GitLab takes the following factors into account when targeting for local market compensation:

  • SF benchmark: GitLab uses data from compensation surveys including Radford and Comptryx to determine a competitive rate at or above the 50th percentile for the San Francisco market. They may also use crowd sourced data if survey data isn’t available. Benchmarks are set for Individual Contributor, Manager, Director, and Senior Director roles.
  • Location Factor: The SF benchmark is then multiplied by the location factor to account for the difference between market rates in San Francisco and other geographical areas. GitLab uses multiple sources to perform their cost of market evaluation and validate information, including Economic Research Institute, Numbeo, Comptryx, Radford, Robert Half, and Dice.
  • Level Factor: Level multipliers are used for roles that aren’t benchmarked. For instance, a junior individual contributor uses a 0.8 multiplier, while a senior individual contributor uses a 1.2 multiplier.
  • Compa Ratio: GitLab uses four Compa groups—learning, growing, thriving, and expert—that determine where employees fit into their roles’ salary bands. These are based on knowledge, skills, and abilities, rather than years of experience or performance.
  • Contract Factor: GitLab may hire contractors in countries where they don’t have the structure to support employees. In that case, a multiplier of 1.17 is applied to cover things like health insurance costs and social security taxes.
  • Exchange Rate: GitLab aims to pay people in their local currency, when possible, and updates the exchange rate from US Dollars to local currencies twice per year.

Then they multiply these factors together to determine each employee’s compensation.

3. Transparency

Transparency is a core value at GitLab, and they apply it to compensation in several ways, including:

  • They document their compensation process in their handbook so employees can access it asynchronously and understand how compensation decisions are made.
  • The public salary calculator allows employees to see how their compensation can change depending on various factors.
  • GitLab employees can report discrepancies if the benchmarks or factors seem wrong, which will be reviewed and addressed. The compensation team may then adjust compensation, or disagree and commit. Any changes are made for every employee to ensure internal equality.

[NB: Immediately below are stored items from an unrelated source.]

//! ZenHub pipeline lookups.

use std::collections::HashMap;
use std::time::Duration;

use async_trait::async_trait;
use lifecycle::{CollaboratorError, IssueRef, Pipeline, PipelineResolver, RepositoryId, Timestamp};
use reqwest::header;
use serde::Deserialize;
use tokio::sync::RwLock;
use tracing::{debug, warn};

use crate::client::{rate_limit_reset, GithubClient, GithubError};
use crate::models::ApiRepository;

#[derive(Debug, Deserialize)]
struct ZenhubIssue {
    #[serde(default)]
    pipeline: Option<ZenhubPipeline>,
}

#[derive(Debug, Deserialize)]
struct ZenhubPipeline {
    name: String,
}

/// Connection settings for [`ZenhubClient`].
#[derive(Debug, Clone)]
pub struct ZenhubConfig {
    pub api_url: String,
    pub token: String,
    pub request_timeout: Duration,
}

impl ZenhubConfig {
    pub fn new(token: impl Into<String>) -> Self {
        Self {
            api_url: "https://api.zenhub.com".to_string(),
            token: token.into(),
            request_timeout: Duration::from_secs(30),
        }
    }
}

/// [`PipelineResolver`] backed by the ZenHub REST API.
///
/// ZenHub addresses repositories by their numeric GitHub id, so each
/// repository's id is fetched from GitHub once and cached.
#[derive(Debug)]
pub struct ZenhubClient {
    http: reqwest::Client,
    api_url: String,
    github: GithubClient,
    repo_ids: RwLock<HashMap<RepositoryId, u64>>,
}

impl ZenhubClient {
    pub fn new(config: ZenhubConfig, github: GithubClient) -> Result<Self, GithubError> {
        let mut headers = header::HeaderMap::new();
        let mut token = header::HeaderValue::from_str(config.token.trim())
            .map_err(|_| GithubError::Configuration("invalid ZenHub token".to_string()))?;
        token.set_sensitive(true);
        headers.insert("x-authentication-token", token);

        let http = reqwest::Client::builder()
            .default_headers(headers)
            .timeout(config.request_timeout)
            .build()?;

        Ok(Self {
            http,
            api_url: config.api_url.trim_end_matches('/').to_string(),
            github,
            repo_ids: RwLock::new(HashMap::new()),
        })
    }

    async fn repository_id(&self, repository: &RepositoryId) -> Result<u64, GithubError> {
        if let Some(id) = self.repo_ids.read().await.get(repository) {
            return Ok(*id);
        }
        let repo: ApiRepository = self
            .github
            .get_json(
                "get repository",
                &format!("/repos/{}/{}", repository.org(), repository.name()),
            )
            .await?;
        self.repo_ids
            .write()
            .await
            .insert(repository.clone(), repo.id);
        Ok(repo.id)
    }

    async fn fetch_pipeline(&self, issue: &IssueRef) -> Result<Option<Pipeline>, GithubError> {
        let repo_id = self.repository_id(&issue.repository).await?;
        let url = format!(
            "{}/p1/repositories/{}/issues/{}",
            self.api_url, repo_id, issue.number
        );
        let response = self.http.get(&url).send().await?;
        let status = response.status();

        if status == reqwest::StatusCode::NOT_FOUND {
            return Ok(None);
        }
        if let Some(reset) = rate_limit_reset(status, response.headers(), Timestamp::now()) {
            return Err(GithubError::RateLimited { reset });
        }
        if !status.is_success() {
            return Err(GithubError::Api {
                status: status.as_u16(),
                message: format!("get ZenHub issue: {}", response.text().await.unwrap_or_default()),
            });
        }

        let body: ZenhubIssue = response.json().await?;
        Ok(body.pipeline.and_then(|p| Pipeline::new(p.name)))
    }
}

#[async_trait]
impl PipelineResolver for ZenhubClient {
    async fn classification(
        &self,
        issue: &IssueRef,
    ) -> Result<Option<Pipeline>, CollaboratorError> {
        let pipeline = self.fetch_pipeline(issue).await?;
        debug!(%issue, pipeline = ?pipeline, "Resolved pipeline");
        Ok(pipeline)
    }
}

/// Resolver used when no ZenHub token is configured: no issue has a pipeline.
#[derive(Debug, Default)]
pub struct NoPipelines;

impl NoPipelines {
    pub fn new() -> Self {
        warn!("No ZenHub token configured; every issue is treated as having no pipeline");
        Self
    }
}

#[async_trait]
impl PipelineResolver for NoPipelines {
    async fn classification(
        &self,
        _issue: &IssueRef,
    ) -> Result<Option<Pipeline>, CollaboratorError> {
        Ok(None)
    }
}

#[cfg(test)]
mod tests {
    use super::*;

    #[test]
    fn blank_pipeline_names_mean_no_pipeline() {
        let body: ZenhubIssue =
            serde_json::from_str(r#"{"pipeline": {"name": "  "}, "estimate": null}"#).unwrap();
        assert_eq!(body.pipeline.and_then(|p| Pipeline::new(p.name)), None);

        let body: ZenhubIssue = serde_json::from_str(r#"{"is_epic": false}"#).unwrap();
        assert!(body.pipeline.is_none());
    }

    #[tokio::test]
    async fn no_pipelines_resolver_never_classifies() {
        let issue: IssueRef = "istio/istio#1".parse().unwrap();
        assert_eq!(NoPipelines.classification(&issue).await.unwrap(), None);
    }
}
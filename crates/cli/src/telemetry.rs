//! Observability wiring: `tracing-subscriber` plus an optional OTLP exporter.

use anyhow::{Context, Result};
use clap::ValueEnum;
use opentelemetry::trace::TracerProvider as _;
use opentelemetry::KeyValue;
use opentelemetry_sdk::trace::TracerProvider;
use opentelemetry_sdk::Resource;
use tracing_subscriber::layer::SubscriberExt;
use tracing_subscriber::util::SubscriberInitExt;
use tracing_subscriber::{fmt, EnvFilter, Layer};

const SERVICE_NAME: &str = "lifecyclemgr";
const OTLP_ENDPOINT_VAR: &str = "OTEL_EXPORTER_OTLP_ENDPOINT";

#[derive(Debug, Clone, Copy, PartialEq, Eq, ValueEnum)]
pub enum LogFormat {
    /// Human-readable, multi-line events.
    Pretty,
    /// One JSON object per event.
    Json,
}

/// Keeps the OTLP pipeline alive; call [`Telemetry::shutdown`] before exit to
/// flush buffered spans.
pub struct Telemetry {
    provider: Option<TracerProvider>,
}

impl Telemetry {
    pub fn shutdown(self) {
        if let Some(provider) = self.provider {
            if let Err(err) = provider.shutdown() {
                eprintln!("failed to flush OpenTelemetry spans: {err}");
            }
        }
    }
}

/// Installs the global subscriber.
///
/// The filter comes from `RUST_LOG` (default `info`). Spans are exported over
/// OTLP only when `OTEL_EXPORTER_OTLP_ENDPOINT` is set.
pub fn init(format: LogFormat) -> Result<Telemetry> {
    let filter = EnvFilter::try_from_default_env().unwrap_or_else(|_| EnvFilter::new("info"));

    let fmt_layer = match format {
        LogFormat::Pretty => fmt::layer().with_target(false).boxed(),
        LogFormat::Json => fmt::layer().json().with_current_span(true).boxed(),
    };

    let provider = match std::env::var_os(OTLP_ENDPOINT_VAR) {
        Some(_) => Some(otlp_provider()?),
        None => None,
    };
    let otel_layer = provider.as_ref().map(|provider| {
        tracing_opentelemetry::layer().with_tracer(provider.tracer(SERVICE_NAME))
    });

    tracing_subscriber::registry()
        .with(filter)
        .with(fmt_layer)
        .with(otel_layer)
        .try_init()
        .context("installing the tracing subscriber")?;

    if let Some(provider) = &provider {
        opentelemetry::global::set_tracer_provider(provider.clone());
    }

    Ok(Telemetry { provider })
}

fn otlp_provider() -> Result<TracerProvider> {
    let exporter = opentelemetry_otlp::SpanExporter::builder()
        .with_tonic()
        .build()
        .context("building the OTLP span exporter")?;

    Ok(TracerProvider::builder()
        .with_batch_exporter(exporter, opentelemetry_sdk::runtime::Tokio)
        .with_resource(Resource::new(vec![
            KeyValue::new("service.name", SERVICE_NAME),
            KeyValue::new("service.version", env!("CARGO_PKG_VERSION")),
        ]))
        .build())
}
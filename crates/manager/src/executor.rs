//! Applies engine actions through the [`IssueMutator`] port.

use std::sync::Arc;

use lifecycle::{Action, IssueMutator, IssueRef, LifecycleError, BOT_SIGNATURE};

use crate::observer::SweepObserver;

/// Turns [`Action`]s into GitHub mutations.
///
/// Actions are applied in order. The first failure stops the run and is
/// returned; the remaining actions are re-derived on the next sweep.
#[derive(Clone)]
pub struct ActionExecutor {
    mutator: Arc<dyn IssueMutator>,
    observer: Arc<dyn SweepObserver>,
}

impl ActionExecutor {
    pub fn new(mutator: Arc<dyn IssueMutator>, observer: Arc<dyn SweepObserver>) -> Self {
        Self { mutator, observer }
    }

    /// Applies `actions` to `issue`, or only reports them when `dry_run` is set.
    ///
    /// # Errors
    ///
    /// Returns [`LifecycleError::ActionApply`] for the first action the
    /// mutator rejects.
    pub async fn apply(
        &self,
        issue: &IssueRef,
        actions: &[Action],
        dry_run: bool,
    ) -> Result<(), LifecycleError> {
        for action in actions {
            if !dry_run {
                self.apply_one(issue, action).await?;
            }
            self.observer.action(issue, action, dry_run);
        }
        Ok(())
    }

    async fn apply_one(&self, issue: &IssueRef, action: &Action) -> Result<(), LifecycleError> {
        let result = match action {
            Action::AddLabel { label } => self.mutator.add_label(issue, label).await,
            Action::RemoveLabel { label } => self.mutator.remove_label(issue, label).await,
            Action::PostComment { body, .. } => {
                let signed = format!("{body}{BOT_SIGNATURE}");
                self.mutator
                    .upsert_bot_comment(issue, &signed, BOT_SIGNATURE)
                    .await
            }
            Action::RemoveComment => self.mutator.remove_bot_comment(issue, BOT_SIGNATURE).await,
            Action::Close => self.mutator.close_issue(issue).await,
        };

        result.map_err(|source| LifecycleError::ActionApply {
            issue: issue.clone(),
            action: action.to_string(),
            source,
        })
    }
}
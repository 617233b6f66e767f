//! Lifecycle policy records and the per-repository registry.
//!
//! A [`PolicyRecord`] holds everything the engine needs to decide what to do
//! with an issue in one repository: label names, delays, and comment
//! templates. The [`PolicyRegistry`] resolves the record that applies to a
//! repository and rejects ambiguous configurations when it is built.

use std::collections::{HashMap, HashSet};

use serde::{Deserialize, Serialize};

use crate::errors::PolicyError;
use crate::ports::PolicyStore;
use crate::{Delay, RepositoryId};

/// Thresholds, label names and comment templates for one repository.
///
/// Every field has a default, so a configuration only needs to spell out what
/// it changes. Unknown keys are rejected. An empty label name disables every
/// action on that label.
///
/// Stale delays are expected to be shorter than the matching close delays.
/// A record that violates this can never reach the close path through the
/// stale path; [`PolicyRecord::ordering_violations`] reports it but nothing
/// enforces it.
#[derive(Debug, Clone, PartialEq, Serialize, Deserialize)]
#[serde(default, deny_unknown_fields)]
pub struct PolicyRecord {
    /// Label that marks an issue as a feature request.
    pub feature_request_label: String,

    /// Items carrying any of these labels are left alone entirely.
    pub ignore_labels: Vec<String>,

    /// Untriaged issues older than this no longer get the triage label.
    /// `None` means there is no age cutoff.
    pub real_old_delay: Option<Delay>,

    /// Items younger than this are not processed at all.
    pub triage_delay: Delay,
    pub triage_label: String,

    /// How long a high-priority item may go without a member comment.
    pub escalation_delay: Delay,
    pub escalation_label: String,

    pub pull_request_stale_delay: Delay,
    pub feature_request_stale_delay: Delay,
    pub issue_stale_delay: Delay,
    pub stale_label: String,
    /// Template for the staleness comment. Supports `{last_activity}` and
    /// `{close_date}`.
    pub stale_comment: String,
    #[serde(alias = "cant_be_stale_label")]
    pub staleproof_label: String,

    pub pull_request_close_delay: Delay,
    pub feature_request_close_delay: Delay,
    pub issue_close_delay: Delay,
    pub close_label: String,
    /// Template for the closing comment. Supports `{last_activity}`.
    pub close_comment: String,
}

impl Default for PolicyRecord {
    fn default() -> Self {
        Self {
            feature_request_label: "enhancement".to_string(),
            ignore_labels: Vec::new(),
            real_old_delay: None,
            triage_delay: Delay::ZERO,
            triage_label: "lifecycle/needs triage".to_string(),
            escalation_delay: Delay::days(7),
            escalation_label: "lifecycle/needs escalation".to_string(),
            pull_request_stale_delay: Delay::days(30),
            feature_request_stale_delay: Delay::days(30),
            issue_stale_delay: Delay::days(30),
            stale_label: "lifecycle/stale".to_string(),
            stale_comment: String::new(),
            staleproof_label: "lifecycle/staleproof".to_string(),
            pull_request_close_delay: Delay::days(60),
            feature_request_close_delay: Delay::days(60),
            issue_close_delay: Delay::days(60),
            close_label: String::new(),
            close_comment: String::new(),
        }
    }
}

/// Which pair of staleness thresholds applies to an item.
#[derive(Debug, Clone, Copy, PartialEq, Eq, Hash)]
pub enum StalenessKind {
    PullRequest,
    FeatureRequest,
    Issue,
}

impl std::fmt::Display for StalenessKind {
    fn fmt(&self, f: &mut std::fmt::Formatter<'_>) -> std::fmt::Result {
        let name = match self {
            StalenessKind::PullRequest => "pull request",
            StalenessKind::FeatureRequest => "feature request",
            StalenessKind::Issue => "issue",
        };
        write!(f, "{name}")
    }
}

/// A `(stale, close)` delay pair.
#[derive(Debug, Clone, Copy, PartialEq, Eq)]
pub struct StalenessDelays {
    pub stale: Delay,
    pub close: Delay,
}

impl PolicyRecord {
    pub fn staleness_delays(&self, kind: StalenessKind) -> StalenessDelays {
        match kind {
            StalenessKind::PullRequest => StalenessDelays {
                stale: self.pull_request_stale_delay,
                close: self.pull_request_close_delay,
            },
            StalenessKind::FeatureRequest => StalenessDelays {
                stale: self.feature_request_stale_delay,
                close: self.feature_request_close_delay,
            },
            StalenessKind::Issue => StalenessDelays {
                stale: self.issue_stale_delay,
                close: self.issue_close_delay,
            },
        }
    }

    /// Kinds whose stale delay is not shorter than their close delay.
    pub fn ordering_violations(&self) -> Vec<StalenessKind> {
        [
            StalenessKind::PullRequest,
            StalenessKind::FeatureRequest,
            StalenessKind::Issue,
        ]
        .into_iter()
        .filter(|kind| {
            let delays = self.staleness_delays(*kind);
            delays.stale >= delays.close
        })
        .collect()
    }

    pub fn is_ignore_label(&self, label: &str) -> bool {
        self.ignore_labels.iter().any(|l| l == label)
    }
}

/// A record that replaces the default for the listed repositories.
///
/// Not deserialized directly: a flattened record would skip unknown keys, so
/// loaders split `repos` off and read the remainder as a [`PolicyRecord`].
#[derive(Debug, Clone, PartialEq, Serialize)]
pub struct PolicyOverride {
    pub repos: Vec<RepositoryId>,

    #[serde(flatten)]
    pub record: PolicyRecord,
}

/// Resolves the policy record for each configured repository.
///
/// Built once at start-up and immutable afterwards.
#[derive(Debug, Clone)]
pub struct PolicyRegistry {
    repositories: Vec<RepositoryId>,
    default: Option<PolicyRecord>,
    overrides: HashMap<RepositoryId, PolicyRecord>,
}

impl PolicyRegistry {
    /// Validates and indexes the configured records.
    ///
    /// # Errors
    ///
    /// - a repository listed twice;
    /// - an override that names no repository, or a repository that is not
    ///   configured;
    /// - two overrides claiming the same repository.
    pub fn new(
        repositories: Vec<RepositoryId>,
        default: Option<PolicyRecord>,
        overrides: Vec<PolicyOverride>,
    ) -> Result<Self, PolicyError> {
        let mut known = HashSet::new();
        for repo in &repositories {
            if !known.insert(repo.clone()) {
                return Err(PolicyError::DuplicateRepository(repo.clone()));
            }
        }

        let mut by_repo = HashMap::new();
        for (position, entry) in overrides.into_iter().enumerate() {
            if entry.repos.is_empty() {
                return Err(PolicyError::EmptyOverride(position));
            }
            for repo in entry.repos {
                if !known.contains(&repo) {
                    return Err(PolicyError::UnknownRepository(repo));
                }
                if by_repo.contains_key(&repo) {
                    return Err(PolicyError::MultipleRecords(repo));
                }
                by_repo.insert(repo, entry.record.clone());
            }
        }

        Ok(Self {
            repositories,
            default,
            overrides: by_repo,
        })
    }

    /// Every record in the registry, paired with the repositories it covers.
    pub fn records(&self) -> impl Iterator<Item = (&RepositoryId, &PolicyRecord)> {
        self.repositories
            .iter()
            .filter_map(|repo| self.record_for(repo).map(|record| (repo, record)))
    }
}

impl PolicyStore for PolicyRegistry {
    fn repositories(&self) -> &[RepositoryId] {
        &self.repositories
    }

    fn record_for(&self, repository: &RepositoryId) -> Option<&PolicyRecord> {
        if !self.repositories.contains(repository) {
            return None;
        }
        self.overrides.get(repository).or(self.default.as_ref())
    }
}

According to their handbook, “Transparency creates awareness for GitLab, allows us to recruit people that care about our values, gets us more and faster feedback from people outside the company, and makes it easier to collaborate with them. It is also about sharing great software, documentation, examples, lessons, and processes with the whole community and the world in the spirit of open source, which we believe creates more value than it captures.”

Final thoughts on managing remote compensation at scale

A great compensation strategy allows flexibility for necessary changes, and GitLab certainly accounts for that. They run annual compensation cycles, and constantly iterate on their model. Anytime they make a change to their remote pay model, they run an analysis against their current team to understand the impact and get financial approval. It's certainly challenging to manage this level of complexity, and we’re proud to say that Gitlab uses Compaas to make this process manageable at scale.